To study the implementation of a school-based healthy eating (HE) model one year after scale-up in British Columbia (BC). Specifically, to examine implementation of Action Schools! BC (AS! BC) and its influence on implementation of classroom HE activities, and to explore factors associated with implementation.

Design

Diffusion of Innovations, Social Cognitive and Organizational Change theories guided our approach. We used a mixed-methods research design including focus group interviews (seven schools, sixty-two implementers) and a cross-sectional multistage survey to principals (n 36, 92 % response rate) and teachers of grades 4 to 7 (n 168, 70 % response rate). Self-reported implementation of classroom HE activities and reported use of specific AS! BC HE activities were primary implementation measures. Thematic analysis of focus group data and multilevel mixed-effect logistic regression analyses of survey data were conducted.

Setting

Elementary schools across BC, Canada.

Subjects

Thirty-nine school districts, thirty-six principals, 168 grade 4 to 7 teachers.

Results

Forty-two per cent of teachers in registered schools were implementing AS! BC HE in their classrooms.
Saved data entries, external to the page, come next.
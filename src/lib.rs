pub mod cli;
pub mod config;
pub mod constants;
pub mod json;
pub mod parsing;
pub mod symbol;

mod custom_serde;

use clap::{Arg, ArgAction, Command};

pub use json::{
    parser::{parse, JsonError, JsonParser},
    value::{Map, Number, Value},
};

#[cfg(test)]
#[ctor::ctor]
fn initialize_logger() {
    env_logger::builder()
        .is_test(true)
        .filter_level(log::LevelFilter::Off)
        // .filter_level(log::LevelFilter::Debug)
        // .filter_level(log::LevelFilter::Trace)
        .init();
}

fn input_arg() -> Arg {
    Arg::new("input")
        .required(true)
        .help("Path of the JSON document to read, or '-' for stdin.")
}

fn pretty_arg() -> Arg {
    Arg::new("pretty")
        .long("pretty")
        .short('p')
        .action(ArgAction::SetTrue)
        .help("Indent the output.")
}

pub fn build_cli() -> Command {
    Command::new("unjson")
        .version("0.1")
        .about("Decodes JSON documents with a top-down operator precedence parser")
        .propagate_version(true)
        .subcommand_required(true)
        .arg(
            Arg::new("config")
                .long("config")
                .short('c')
                .global(true)
                .help("TOML file with parser settings (error_context_length, decode_escapes, require_object_root, allow_trailing_input, max_depth)."),
        )
        .arg(
            Arg::new("verbose")
                .long("verbose")
                .short('v')
                .global(true)
                .action(ArgAction::Count)
                .help("Increase log output. Repeat for more detail."),
        )
        .subcommand(
            Command::new("decode")
                .about("Decodes a JSON document and prints it back as JSON.")
                .arg(input_arg())
                .arg(pretty_arg()),
        )
        .subcommand(
            Command::new("tree")
                .about("Prints the parse tree of a JSON document as an s-expression.")
                .arg(input_arg()),
        )
        .subcommand(
            Command::new("tokens")
                .about("Prints the tokens of a JSON document, one per line.")
                .arg(input_arg()),
        )
        .subcommand(
            Command::new("sample")
                .about("Decodes a built-in sample document.")
                .arg(pretty_arg()),
        )
}
pub mod decoder;
pub mod grammar;
pub mod parser;
pub mod value;
use std::fmt;

use regex::Regex;

use crate::{
    constants::{DEFAULT_BINDING_POWER, WHOLE_MATCH},
    parsing::{
        parser::{Parser, ParserResult},
        tokenizer::Token,
    },
    symbol::symbol_node::SymbolNode,
};

pub type BindingPower = u8;

pub type NullDenotationFn = fn(&mut Parser<'_>, Token) -> ParserResult;
pub type LeftDenotationFn = fn(&mut Parser<'_>, Token, SymbolNode) -> ParserResult;

/// Identity of a symbol. Only ever compared for equality.
#[derive(Clone, Debug, Hash, PartialEq, Eq)]
pub enum SymbolId {
    /// A token spelled exactly like its identity, e.g. `,` or `null`.
    Literal(String),
    /// A token recognized by a named pattern, e.g. `jsonNumber`.
    Named(String),
    End,
}

impl SymbolId {
    pub fn literal(text: &str) -> Self {
        SymbolId::Literal(text.to_string())
    }

    pub fn named(name: &str) -> Self {
        SymbolId::Named(name.to_string())
    }

    pub fn is_end(&self) -> bool {
        *self == SymbolId::End
    }

    pub fn is_literal(&self, text: &str) -> bool {
        matches!(self, SymbolId::Literal(t) if t == text)
    }

    pub fn is_named(&self, name: &str) -> bool {
        matches!(self, SymbolId::Named(n) if n == name)
    }

    pub fn text(&self) -> Option<&str> {
        match self {
            SymbolId::Literal(text) | SymbolId::Named(text) => Some(text),
            SymbolId::End => None,
        }
    }
}

impl From<&str> for SymbolId {
    fn from(value: &str) -> Self {
        SymbolId::literal(value)
    }
}

impl fmt::Display for SymbolId {
    fn fmt(&self, f: &mut fmt::Formatter<'_>) -> fmt::Result {
        match self {
            SymbolId::Literal(text) => write!(f, "{:?}", text),
            SymbolId::Named(name) => write!(f, "{}", name),
            SymbolId::End => write!(f, "(end)"),
        }
    }
}

/// Behavior of a token that starts a (sub)expression.
#[derive(Clone, Debug)]
pub enum NullDenotation {
    /// The token is a literal value as matched.
    Literal,
    /// The token is a name as matched.
    Name,
    /// The token is a literal whose value is its own identity text.
    Constant,
    /// Prefix operator; the operand is parsed with the given right binding power.
    Prefix(BindingPower),
    /// Grouping: parse an inner expression, then require the closing symbol.
    /// The group itself does not appear in the tree.
    Group(SymbolId),
    Custom(NullDenotationFn),
}

/// Behavior of a token that continues an expression with an already parsed
/// left operand.
#[derive(Clone, Debug)]
pub enum LeftDenotation {
    Infix,
    InfixRight,
    Postfix,
    Custom(LeftDenotationFn),
}

#[derive(Clone, Debug)]
pub struct Symbol {
    id: SymbolId,
    pattern: Option<Regex>,
    binding_power: BindingPower,
    nud: Option<NullDenotation>,
    led: Option<LeftDenotation>,
    value_group: usize,
}

impl Symbol {
    pub fn new(id: SymbolId, pattern: Option<Regex>) -> Self {
        Symbol {
            id,
            pattern,
            binding_power: DEFAULT_BINDING_POWER,
            nud: None,
            led: None,
            value_group: WHOLE_MATCH,
        }
    }

    pub fn end() -> Self {
        Self::new(SymbolId::End, None)
    }

    pub fn get_id(&self) -> &SymbolId {
        &self.id
    }

    pub fn get_pattern(&self) -> Option<&Regex> {
        self.pattern.as_ref()
    }

    pub fn get_binding_power(&self) -> BindingPower {
        self.binding_power
    }

    pub fn get_nud(&self) -> Option<&NullDenotation> {
        self.nud.as_ref()
    }

    pub fn get_led(&self) -> Option<&LeftDenotation> {
        self.led.as_ref()
    }

    pub fn get_value_group(&self) -> usize {
        self.value_group
    }

    /// Raises the binding power; never lowers it.
    pub fn raise_binding_power(&mut self, binding_power: BindingPower) -> &mut Self {
        self.binding_power = self.binding_power.max(binding_power);
        self
    }

    pub fn set_nud(&mut self, nud: NullDenotation) -> &mut Self {
        self.nud = Some(nud);
        self
    }

    pub fn set_led(&mut self, led: LeftDenotation) -> &mut Self {
        self.led = Some(led);
        self
    }

    pub fn set_value_group(&mut self, value_group: usize) -> &mut Self {
        self.value_group = value_group;
        self
    }

    /// Tries to match the pattern at the very start of `input`. Returns the
    /// token value and the length of the whole match.
    pub fn match_prefix<'a>(&self, input: &'a str) -> Option<(&'a str, usize)> {
        let captures = self.pattern.as_ref()?.captures(input)?;
        let whole = captures.get(WHOLE_MATCH)?;
        let value = captures
            .get(self.value_group)
            .map(|m| m.as_str())
            .unwrap_or("");
        Some((value, whole.end()))
    }
}
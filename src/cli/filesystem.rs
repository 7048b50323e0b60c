use std::fs;
use std::io::Read;
use std::path::PathBuf;

pub const STDIN_PATH: &str = "-";

pub struct FileSystem {
    root_directory: PathBuf,
}

impl FileSystem {
    pub fn new(root_directory: PathBuf) -> Self {
        Self { root_directory }
    }

    pub fn get_root_directory_path(&self) -> String {
        self.root_directory.display().to_string()
    }

    pub fn is_file(&self, path: &str) -> bool {
        let path = self.root_directory.join(path);
        path.is_file()
    }

    pub fn path_exists(&self, path: &str) -> bool {
        let path = self.root_directory.join(path);
        path.exists()
    }

    /// Reads a file relative to the root directory, or stdin for `-`.
    pub fn read_file(&self, path: &str) -> Result<String, String> {
        if path == STDIN_PATH {
            let mut contents = String::new();
            return std::io::stdin()
                .read_to_string(&mut contents)
                .map(|_| contents)
                .map_err(|e| format!("Couldn't read stdin: {}", e));
        }
        if !self.is_file(path) {
            return Err(format!(
                "No file {} in {}",
                path,
                self.get_root_directory_path()
            ));
        }
        fs::read_to_string(self.root_directory.join(path))
            .map_err(|e| format!("Couldn't read {}: {}", path, e))
    }
}
//! `toolwright tools`: List built-in tools.

use toolwright_config::AppConfig;

pub async fn run() -> Result<(), Box<dyn std::error::Error>> {
    let config = AppConfig::load().map_err(|e| format!("Failed to load config: {e}"))?;
    let provider = super::build_provider(&config);
    let registry = super::build_registry(&config, provider);

    for name in registry.names() {
        let Some(tool) = registry.get(name) else {
            continue;
        };
        let marker = if tool.contributes_sources() { " (cites sources)" } else { "" };
        println!("{name}{marker}");
        println!("    {}", tool.description());
    }
    Ok(())
}
//! Retrieval tool: semantic search over the user's document chunks.
//!
//! Embeds the query, then asks the request's [`ChunkIndex`] for the
//! nearest chunks. Hits are returned as `data` (an array of chunk records)
//! and become citation sources for the invocation.
//!
//! Scores are cosine distances: lower is more relevant.

use std::sync::Arc;

use async_trait::async_trait;
use serde_json::Value;
use toolwright_core::error::ToolError;
use toolwright_core::retrieval::{ChunkQuery, Embedder};
use toolwright_core::tool::{Tool, ToolContext, ToolOutcome, ToolParams};
use tracing::debug;
use uuid::Uuid;

pub const DEFAULT_TOP_K: usize = 5;
pub const MAX_TOP_K: usize = 50;

pub struct RagSearchTool {
    embedder: Arc<dyn Embedder>,
}

impl RagSearchTool {
    pub fn new(embedder: Arc<dyn Embedder>) -> Self {
        Self { embedder }
    }
}

#[async_trait]
impl Tool for RagSearchTool {
    fn name(&self) -> &str {
        "rag_search"
    }

    fn description(&self) -> &str {
        "Search the user's documents for passages relevant to a query. \
         Params: {\"query\": \"...\", \"top_k\": 5, \"document_ids\": [...], \"project_id\": \"...\"}. \
         Returns chunks ordered by relevance."
    }

    fn contributes_sources(&self) -> bool {
        true
    }

    async fn execute(&self, params: ToolParams, ctx: &ToolContext) -> Result<ToolOutcome, ToolError> {
        let query = params
            .get("query")
            .and_then(Value::as_str)
            .map(str::trim)
            .filter(|q| !q.is_empty())
            .ok_or_else(|| ToolError::InvalidArguments("Missing 'query' argument".into()))?;

        let top_k = match params.get("top_k") {
            None | Some(Value::Null) => DEFAULT_TOP_K,
            Some(v) => v
                .as_u64()
                .ok_or_else(|| ToolError::InvalidArguments("'top_k' must be a positive integer".into()))?
                .clamp(1, MAX_TOP_K as u64) as usize,
        };

        // Ownership scope comes from the caller only; a directive naming a
        // different user is refused.
        let user_id = ctx.user_id.ok_or_else(|| ToolError::MissingContext {
            tool_name: self.name().into(),
            what: "user_id".into(),
        })?;
        if let Some(v) = params.get("user_id") {
            if parse_uuid("user_id", v)? != user_id {
                return Err(ToolError::InvalidArguments(
                    "'user_id' does not match the acting user".into(),
                ));
            }
        }

        let document_ids = match params.get("document_ids") {
            None | Some(Value::Null) => None,
            Some(Value::Array(items)) => Some(
                items
                    .iter()
                    .map(|v| parse_uuid("document_ids", v))
                    .collect::<Result<Vec<_>, _>>()?,
            ),
            Some(_) => {
                return Err(ToolError::InvalidArguments(
                    "'document_ids' must be an array of UUID strings".into(),
                ));
            }
        };

        let project_id = match params.get("project_id") {
            None | Some(Value::Null) => None,
            Some(v) => Some(parse_uuid("project_id", v)?),
        };

        let index = ctx.chunk_index.as_ref().ok_or_else(|| ToolError::MissingContext {
            tool_name: self.name().into(),
            what: "chunk index".into(),
        })?;

        let embedding = self.embedder.embed_query(query).await?;
        let hits = index
            .search(ChunkQuery {
                embedding,
                top_k,
                user_id,
                document_ids,
                project_id,
            })
            .await?;

        debug!(query, top_k, hits = hits.len(), index = index.name(), "rag_search complete");
        Ok(ToolOutcome::ok(serde_json::to_value(hits).map_err(|e| {
            ToolError::ExecutionFailed {
                tool_name: self.name().into(),
                reason: e.to_string(),
            }
        })?))
    }
}

fn parse_uuid(field: &str, value: &Value) -> Result<Uuid, ToolError> {
    value
        .as_str()
        .and_then(|s| Uuid::parse_str(s).ok())
        .ok_or_else(|| ToolError::InvalidArguments(format!("'{field}' must contain UUID strings")))
}
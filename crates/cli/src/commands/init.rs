//! `toolwright init`: First-time setup.

use toolwright_config::{AgentCatalog, AppConfig};

pub async fn run() -> Result<(), Box<dyn std::error::Error>> {
    let config_dir = AppConfig::config_dir();
    let config_path = config_dir.join("config.toml");

    println!("Toolwright — First-Time Setup");
    println!("=============================\n");

    if !config_dir.exists() {
        std::fs::create_dir_all(&config_dir)?;
        println!("  Created config directory: {}", config_dir.display());
    } else {
        println!("  Config directory exists: {}", config_dir.display());
    }

    if config_path.exists() {
        println!("  Config already exists at: {}", config_path.display());
    } else {
        std::fs::write(&config_path, AppConfig::default_toml())?;
        println!("  Created config.toml at: {}", config_path.display());
    }

    let config = AppConfig::load_from(&config_path)?;
    let agents_dir = config.resolved_agents_dir();
    std::fs::create_dir_all(&agents_dir)?;

    let sample = agents_dir.join("assistant.toml");
    if sample.exists() {
        println!("  Sample agent exists: {}", sample.display());
    } else {
        std::fs::write(&sample, AgentCatalog::default_agent_toml())?;
        println!("  Created sample agent: {}", sample.display());
    }

    println!("\nNext steps:");
    println!("   1. Add your API key to {} (or set OPENAI_API_KEY)", config_path.display());
    println!("   2. Run: toolwright chat -m \"What is 17 * 23?\"\n");

    Ok(())
}
#[cfg(test)]
mod tests {
    use super::*;
    use toolwright_core::Provider;

    fn config(url: &str, key: Option<&str>) -> ProviderConfig {
        ProviderConfig {
            name: "litellm".into(),
            api_url: url.into(),
            api_key: key.map(str::to_string),
            model: "gemini/gemini-2.0-flash".into(),
        }
    }

    #[test]
    fn from_config_trims_trailing_slashes() {
        let provider = OpenAiCompatProvider::from_config(&config("http://proxy:4000/v1//", None));
        assert_eq!(provider.name(), "litellm");
        assert_eq!(provider.endpoint("chat/completions"), "http://proxy:4000/v1/chat/completions");
        assert!(provider.api_key.is_empty());
    }

    #[test]
    fn from_config_keeps_key() {
        let provider = OpenAiCompatProvider::from_config(&config("http://localhost:11434/v1", Some("sk-1")));
        assert_eq!(provider.api_key, "sk-1");
    }

    #[test]
    fn chat_body_wire_shape() {
        let request = ProviderRequest {
            model: "gpt-4o-mini".into(),
            messages: vec![
                Message::system("You are helpful"),
                Message::user("Hello"),
                Message::assistant("Hi"),
            ],
            temperature: 0.2,
            max_tokens: Some(256),
            stream: false,
            stop: vec![],
        };

        let body = serde_json::to_value(ChatBody::new(&request, true)).unwrap();
        let roles: Vec<_> = body["messages"]
            .as_array()
            .unwrap()
            .iter()
            .map(|m| m["role"].as_str().unwrap())
            .collect();
        assert_eq!(roles, vec!["system", "user", "assistant"]);
        assert_eq!(body["messages"][1]["content"], "Hello");
        assert_eq!(body["max_tokens"], 256);
        assert_eq!(body["stream"], true);
        assert_eq!(body["stream_options"]["include_usage"], true);
        assert!(body.get("stop").is_none());

        let plain = serde_json::to_value(ChatBody::new(&request, false)).unwrap();
        assert!(plain.get("stream_options").is_none());
    }

    #[test]
    fn sse_payloads_survive_split_reads() {
        let mut lines = SseLines::default();
        assert!(lines.push(b"data: {\"choi").is_empty());
        let payloads = lines.push(b"ces\":[]}\r\n\r\n: keep-alive\ndata: [DONE]\n");
        assert_eq!(payloads, vec!["{\"choices\":[]}", "[DONE]"]);
    }

    #[test]
    fn delta_text_is_extracted() {
        let payload = r#"{"choices":[{"delta":{"content":"Hello"},"finish_reason":null}]}"#;
        match SseEvent::parse(payload) {
            SseEvent::Delta { text, usage } => {
                assert_eq!(text.as_deref(), Some("Hello"));
                assert!(usage.is_none());
            }
            _ => panic!("expected delta"),
        }
    }

    #[test]
    fn empty_delta_has_no_text() {
        let payload = r#"{"choices":[{"delta":{"content":""},"finish_reason":"stop"}]}"#;
        assert!(matches!(
            SseEvent::parse(payload),
            SseEvent::Delta { text: None, .. }
        ));
    }

    #[test]
    fn usage_frame_is_captured() {
        let payload = r#"{"choices":[],"usage":{"prompt_tokens":10,"completion_tokens":5,"total_tokens":15}}"#;
        match SseEvent::parse(payload) {
            SseEvent::Delta { usage: Some(u), .. } => assert_eq!(u.total_tokens, 15),
            _ => panic!("expected usage"),
        }
    }

    #[test]
    fn done_marker_and_garbage() {
        assert!(matches!(SseEvent::parse("[DONE]"), SseEvent::Done));
        assert!(matches!(SseEvent::parse("{not json"), SseEvent::Garbled(_)));
    }

    #[test]
    fn embedding_rows_come_back_in_input_order() {
        let body = r#"{
            "data": [
                {"embedding": [0.4, 0.5, 0.6], "index": 1},
                {"embedding": [0.1, 0.2, 0.3], "index": 0}
            ],
            "model": "text-embedding-3-small",
            "usage": {"prompt_tokens": 8, "total_tokens": 8}
        }"#;
        let reply: EmbedReply = serde_json::from_str(body).unwrap();
        let response = reply.into_response();
        assert_eq!(response.embeddings, vec![vec![0.1, 0.2, 0.3], vec![0.4, 0.5, 0.6]]);
        assert_eq!(response.model, "text-embedding-3-small");
        assert_eq!(response.usage.unwrap().prompt_tokens, 8);
    }
}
Users were 6·25 times more likely to have delivered a HE lesson in the past week. Implementation facilitators were school champions, technical support and access to resources; barriers were lack of time, loss of leadership or momentum. Implementation predictors were teacher training, self-efficacy, experience with the physical activity component of AS! BC, supportive school climate and parental post-secondary education.

Conclusions

Our findings reinforce that continued teacher training and support are important public health investments that contribute to successful implementation of school-based HE models after scale-up.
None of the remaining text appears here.